When Lisa wishes to go to downtown Springfield, Milhouse is able to buy tickets for himself, Lisa, and Bart. He collects a portion of the class action settlement being paid out to people who bought Baby Poindexter DVDs, but the money he receives is not enough to buy food for the three of them. They are forced to attend a condominium sales presentation for a free breakfast, but find that the doors have been locked to prevent them from leaving. The saleswoman, thinking Milhouse is an adult, attempts to seduce him. Homer and Marge, realizing the children are missing, rush to find them. Homer stops by for the free meal, rescuing the three children by coincidence. Milhouse later apologizes to Kirk for impersonating him, and admits that he wants to grow up to be just like him.

==Production==
The timeslot for this episode was extended five minutes to 8:35 PM so that the animated short The Longest Daycare could air after the episode.

==Reception==
===Critical reception===
The episode received mostly positive reviews.
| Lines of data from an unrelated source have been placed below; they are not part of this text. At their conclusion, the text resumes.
//! Async event loop driving playback.
//!
//! A single task multiplexes three inputs with `tokio::select!`:
//! 1. Control events (keyboard, Ctrl+C) from the input port channel
//! 2. Source events (metadata loaded, ended, failed)
//! 3. The scheduler's repeating timer
//!
//! Each tick runs the whole sample → extract → render pass before the loop
//! polls again, so passes never overlap; ticks missed meanwhile are skipped.

use crossterm::event::{Event, EventStream};
use futures_util::StreamExt;
use tokio::sync::mpsc::{UnboundedReceiver, UnboundedSender};
use tokio::task::JoinHandle;
use tokio::time::{interval_at, Instant, Interval, MissedTickBehavior};

use crate::console::Console;
use crate::error::AppError;
use crate::input::{handle_key_event, ControlEvent};
use crate::scheduler::{Scheduler, Timer, TickOutcome};
use crate::source::{PlaybackSource, SourceEvent};

/// Whether the loop should keep going after handling an event.
#[derive(Debug, PartialEq, Eq)]
enum Flow {
    Continue,
    Quit,
}

/// The tokio interval currently backing the scheduler's [`Timer`].
struct ActiveTimer {
    generation: u64,
    interval: Interval,
}

/// Run until a `Quit` control event arrives or the control channel closes.
pub async fn run<S, C>(
    source: &mut S,
    scheduler: &mut Scheduler,
    console: &mut C,
    mut controls: UnboundedReceiver<ControlEvent>,
    mut source_events: UnboundedReceiver<SourceEvent>,
) -> Result<(), AppError>
where
    S: PlaybackSource + ?Sized,
    C: Console + ?Sized,
{
    let mut ticker: Option<ActiveTimer> = None;
    let mut source_open = true;

    loop {
        sync_timer(scheduler.timer(), &mut ticker);

        tokio::select! {
            maybe_control = controls.recv() => {
                match maybe_control {
                    Some(event) => {
                        if handle_control(event, source, scheduler, console)? == Flow::Quit {
                            break;
                        }
                    }
                    None => break,
                }
            }

            maybe_event = source_events.recv(), if source_open => {
                match maybe_event {
                    Some(event) => handle_source_event(event, scheduler)?,
                    None => source_open = false,
                }
            }

            _ = next_tick(&mut ticker) => {
                match scheduler.tick(&*source, console)? {
                    TickOutcome::NotReady => log::debug!("Source not ready, skipping tick"),
                    TickOutcome::Skipped => log::debug!("Degenerate frame, skipping tick"),
                    TickOutcome::Stopped | TickOutcome::Rendered { .. } => {}
                }
            }
        }
    }

    Ok(())
}

fn handle_control<S, C>(
    event: ControlEvent,
    source: &mut S,
    scheduler: &mut Scheduler,
    console: &mut C,
) -> Result<Flow, AppError>
where
    S: PlaybackSource + ?Sized,
    C: Console + ?Sized,
{
    match event {
        ControlEvent::TogglePlayback => {
            let next = if source.is_paused() {
                ControlEvent::Play
            } else {
                ControlEvent::Pause
            };
            return handle_control(next, source, scheduler, console);
        }
        ControlEvent::Play => {
            source.play()?;
            scheduler.play();
        }
        ControlEvent::Pause => {
            source.pause();
            scheduler.pause();
        }
        ControlEvent::SetMode(mode) => {
            scheduler.switch_mode(mode, !source.is_paused(), console)?;
        }
        ControlEvent::ToggleMode => {
            let mode = scheduler.state().output_mode.toggled();
            scheduler.switch_mode(mode, !source.is_paused(), console)?;
        }
        ControlEvent::AdjustSampleWidth(delta) => {
            let current = scheduler.state().sample_width as i64;
            let width = scheduler.set_sample_width((current + delta as i64).max(0) as u32);
            log::info!("Sample width: {}", width);
        }
        ControlEvent::AdjustClearThreshold(delta) => {
            let current = scheduler.state().text_clear_threshold as i64;
            let frames = scheduler.set_clear_threshold((current + delta as i64).max(0) as u32);
            log::info!("Text clear threshold: {} frames", frames);
        }
        ControlEvent::Quit => return Ok(Flow::Quit),
    }
    Ok(Flow::Continue)
}

fn handle_source_event(event: SourceEvent, scheduler: &mut Scheduler) -> Result<(), AppError> {
    match event {
        SourceEvent::MetadataLoaded(info) => {
            log::debug!("Source ready: {}", info);
        }
        SourceEvent::Ended => {
            scheduler.pause();
        }
        SourceEvent::Failed(message) => {
            scheduler.pause();
            return Err(AppError::Playback(message));
        }
    }
    Ok(())
}

/// Rebuild the interval whenever the scheduler's timer generation changes.
fn sync_timer(desired: Option<Timer>, ticker: &mut Option<ActiveTimer>) {
    match (desired, ticker.as_ref()) {
        (None, _) => *ticker = None,
        (Some(timer), Some(active)) if active.generation == timer.generation => {}
        (Some(timer), _) => {
            // First firing is one full period after start
            let mut interval = interval_at(Instant::now() + timer.period, timer.period);
            interval.set_missed_tick_behavior(MissedTickBehavior::Skip);
            *ticker = Some(ActiveTimer {
                generation: timer.generation,
                interval,
            });
        }
    }
}

async fn next_tick(ticker: &mut Option<ActiveTimer>) {
    match ticker {
        Some(active) => {
            active.interval.tick().await;
        }
        None => std::future::pending::<()>().await,
    }
}

/// Forward terminal key presses to the control channel.
///
/// The task ends when the terminal event stream ends or the receiver is dropped.
pub fn spawn_keyboard_reader(tx: UnboundedSender<ControlEvent>) -> JoinHandle<()> {
    tokio::spawn(async move {
        let mut events = EventStream::new();
        while let Some(event) = events.next().await {
            match event {
                Ok(Event::Key(key)) => {
                    if let Some(control) = handle_key_event(key) {
                        if tx.send(control).is_err() {
                            break;
                        }
                    }
                }
                Ok(_) => {}
                Err(e) => {
                    log::error!("Terminal input error: {}", e);
                    let _ = tx.send(ControlEvent::Quit);
                    break;
                }
            }
        }
    })
}

/// Turn SIGINT into a `Quit` control event (used when stdin isn't a terminal).
pub fn install_ctrlc_handler(tx: UnboundedSender<ControlEvent>) -> Result<(), ctrlc::Error> {
    ctrlc::set_handler(move || {
        let _ = tx.send(ControlEvent::Quit);
    })
}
Robert David Sullivan of The A.V. Club gave the episode a B−, saying, "We're still a long way past Simpsons episodes with emotional resonance, but plain weirdness works better than the constant cutaways and pop-culture-dropping of last week's episode. Milhouse is not an overused character, and he still has kind of a Charlie Brown quality that allows us to see humor in his adult-like, well-articulated neuroses, so that it doesn't feel as if we're laughing at an actual little boy."

Teresa Lopez of TV Fanatic gave the episode 2.5 out of 5 stars. She stated that not much happened with Milhouse impersonating an adult and was disturbed with Bart having a condom in his mouth. She highlighted Homer's scenes with his improving searching ability.

Rob Dawson of TV Equals gave the episode a positive review, saying: "'Hardly Kirk-ing' is the kind of episode that I wish The Simpsons could pump out every week these days. It's well-constructed and funny, it is what I want late-period The Simpsons to be. It keeps itself together, plays off the larger extended universe of Springfield without seeming like a parade of 'hey, I recognize that guy', and is, most importantly, entertaining."

===Awards and nominations===
Tom Gammill & Max Pross were nominated for a Writers Guild of America Award for Outstanding Writing in Animation at the 66th Writers Guild of America Awards for their script to this episode.

===Ratings===
The episode received a 2.0 in the 18-49 demographic and was watched by a total of 4.57 million viewers. This made it the second most watched show on Fox's Animation Domination line up that night.